Textos que advertem contra erros
de governação, atidos ao provérbio da nossa insistência correctora “Água mole em pedra dura…”, que não
resulta, finórios que somos, à falta dos tais princípios de exigência,
responsabilidade e retribuição correspondente, desde sempre retirados dos nossos
parâmetros educacionais. A primeira crónica, de João Miguel Tavares, é
apoiada por comentadores experientes. A segunda, de Pedro Barros Ferreira, é
um retrato assustado, com razões de crédito, sobre um Bloco agressivo e
ambicioso de participar na família de que trata a primeira crónica. Como
é mais recente, ou porque são justas as críticas, ainda não recebeu comentários,
nem dos indignados defensores desse partido, geralmente de impaciência
desbocada, a comprovar a tal falta de princípios educacionais, que nos
persegue.
OPINIÃO
O país dos filhinhos do papá existe
mesmo – e é feio
Em Portugal, são demasiados casos,
demasiados exemplos, demasiados filhos, demasiados amigos, para que tantos
“filhos de” e “filhas de” sejam os mais competentes do país em tantos lugares
distintos.
JOÃO MIGUEL TAVARES, Jornalista, OBSERVADOR, 26 de Fevereiro de 2019
As
inúmeras reacções a desculpar o problema dos cruzamentos familiares no actual
governo, inclusivamente por parte de pessoas que tenho por sérias e
inteligentes, demonstram bem o caminho que este país ainda tem de trilhar para
adquirir uma cultura cívica minimamente decente. A ingenuidade (para utilizar uma palavra
simpática) com que o argumento da competência foi invocado para
justificar as opções de
António Costa – a saber: não interessa se são filhos, pais,
irmãos, maridos ou mulheres, o que interessa é se são competentes ou não –
deixa-me absolutamente estupefacto, porque é demasiado básico, vulgar e
terceiro-mundista. O problema não está, nem nunca esteve, na competência
das pessoas envolvidas.

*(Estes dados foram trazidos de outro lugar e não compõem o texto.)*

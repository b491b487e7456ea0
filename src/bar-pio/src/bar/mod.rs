// Copyright 2025 Amazon.com, Inc. or its affiliates. All Rights Reserved.
// SPDX-License-Identifier: Apache-2.0

//! BAR PIO TLP controller.
//!
//! Two packet engines sit behind a thin classifier:
//! - the write engine decodes inbound Memory Write TLPs into an ordered
//!   sequence of per-DWORD `(region, address, byte-enable, data)` writes,
//!   one per clock;
//! - the read engine decodes inbound Memory Read TLPs, splits them into
//!   completion-sized chunks (128 bytes max, first chunk truncated to the
//!   128-byte boundary), walks each chunk DWORD-by-DWORD against the
//!   addressed backing store and reassembles the responses into outbound
//!   completion TLP beats.
//!
//! The two engines share only the ingress classification and the
//! backing-store address space; each TLP is processed strictly in ingress
//! order within its engine, and completions are never reordered.
//!
//! Error handling follows best-effort hardware semantics. An ingress packet
//! that cannot be buffered or classified is dropped silently with a metric
//! increment. The only typed errors are store registration failures.

mod controller;
pub mod metrics;
mod read_engine;
pub mod test_utils;
mod write_engine;

pub use self::controller::BarController;
pub use self::read_engine::{DwordRead, ReadContext, ReadEngine, ReadRequest, ReadResponse};
pub use self::write_engine::{DwordWrite, WriteEngine};

pub mod defs {
    /// Attachable regions: BAR0..BAR5 plus the expansion ROM.
    pub const NUM_REGIONS: usize = 7;
    /// Default write-ingress buffer depth, in beats.
    pub const WRITE_INGRESS_BEATS: usize = 64;
    /// Default read admission queue depth, in request descriptors.
    pub const READ_ADMISSION_DEPTH: usize = 4;
    /// Default egress completion queue depth, in beats.
    pub const EGRESS_BEATS: usize = 64;
    /// Egress slots the read engine keeps free before issuing another
    /// per-DWORD read; covers every response still in flight behind the
    /// deepest supported store latency.
    pub const EGRESS_HEADROOM: usize = MAX_STORE_LATENCY as usize + 2;
    /// Deepest read-port latency a store may declare.
    pub const MAX_STORE_LATENCY: u8 = 8;
}

/// Errors at the controller's integration surface. The packet data path
/// never returns these; see the crate docs for the drop policy.
#[derive(Debug, thiserror::Error, displaydoc::Display)]
pub enum BarError {
    /// Region selector {0} does not address an attachable region
    InvalidRegion(u8),
    /// Region selector {0} already has a store attached
    RegionOccupied(u8),
    /// Store for region selector {0} declares read latency {1}, controller expects {2}
    LatencyMismatch(u8, u8, u8),
    /// Store read latency {0} exceeds the supported maximum of {1}
    UnsupportedLatency(u8, u8),
}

Está, como sempre esteve, na sua proximidade.
Quem
reflecte sobre relações e hierarquias sociais já compreendeu, há milénios, que a
proximidade familiar pode atrapalhar a tomada das melhores decisões, devido a
interesses secundários que se intrometem. Não é por acaso que as sociedades
mais desenvolvidas do planeta são aquelas em que as instituições melhor
resistem às tentações endogâmicas. O conceito de conflito de interesses não
depende da inteligência, da competência ou da seriedade dos envolvidos – ele
precede tudo isso. E precede-o não só para evitar que relações íntimas se
cruzem com as decisões políticas, mas também porque a nomeação de amigos ou
familiares para cargos poderosos e de difícil acesso transmite uma péssima
imagem para uma sociedade que se quer meritocrática. O que diz é isto: não
basta seres bom; precisas ser bem.
Não
deveria ser necessário migrar da província para a capital, ou viver fora de
grandes centros urbanos, para perceber o quanto a sociedade portuguesa é
sufocada por uma pequena elite que se vai perpetuando nos lugares mais elevados
de poder, e que à boa maneira aristocrática consegue que os privilégios passem
de pais para filhos ou circulem entre grupos de amigos próximos. A promoção dos
“filhos de”, como muito bem sabe quem lá anda, é constante nas faculdades de
Medicina, nos hospitais, nas faculdades de Direito, nos escritórios de
advogados. Ainda há poucos dias foi noticiado que o PS propôs para o Tribunal
Constitucional a jurista Mariana Canotilho. Filha de quem? Do professor José
Gomes Canotilho, claro está.
Isso
não significa, como é óbvio, que Mariana Canotilho não possa ser extremamente
competente como juíza. Tal como Maria na Vieira da Silva poderá certamente vir
a revelar-se muito competente como ministra. Só que, em Portugal, são
demasiados casos, demasiados exemplos, demasiados filhos, demasiados amigos,
para que tantos “filhos de” e “filhas de” sejam os mais competentes do país em
tantos lugares distintos. Tamanha excelência geneticamente concentrada não só é
coisa estatisticamente improvável, por melhores que sejam os papás e a educação
que deram aos seus meninos, como, ainda que fossem, de facto, as pessoas mais
competentes de Portugal, o problema que acima assinalei persistiria: o miúdo
nascido numa família modesta do Alandroal iria sempre sentir que o seu elevador
iria ficar encravado nos andares mais altos do país, por falta de lubrificação
social. E com razão.
O que acabo de dizer deveria ser
perfeitamente pacífico e consensual. Os problemas da endogamia portuguesa estão
detectados há muito, e há vasta literatura sobre o tema. Se já nem isto causa
um genuíno sobressalto cívico, então o país ainda está mais sonâmbulo do que eu
pensava.
COMENTÁRIOS
Joaquim Sá, Braga 27.02.2019: "a sociedade
portuguesa é sufocada por uma pequena elite que se vai perpetuando nos lugares
mais elevados de poder": Tem toda a razão. Isso somado aos "amigos
de", "ao pessoal de confiança de" dá uma mesquinha elite cuja
competência desce à medida que aumenta o amiguismo e o familiairismo. O que não
vê quem argumenta com a justificação da competência é que um recente estudo em
variadas empresas do Estado demonstra que ser eficiente, diligente,
cumpridor...etc, conta ZERO para na política de promoção na carreira. Andei 22
anos pela universidade e vos garanto que não são os melhores que chegam a
catedráticos, são os mais "adaptados" ao sistema de poder instalado.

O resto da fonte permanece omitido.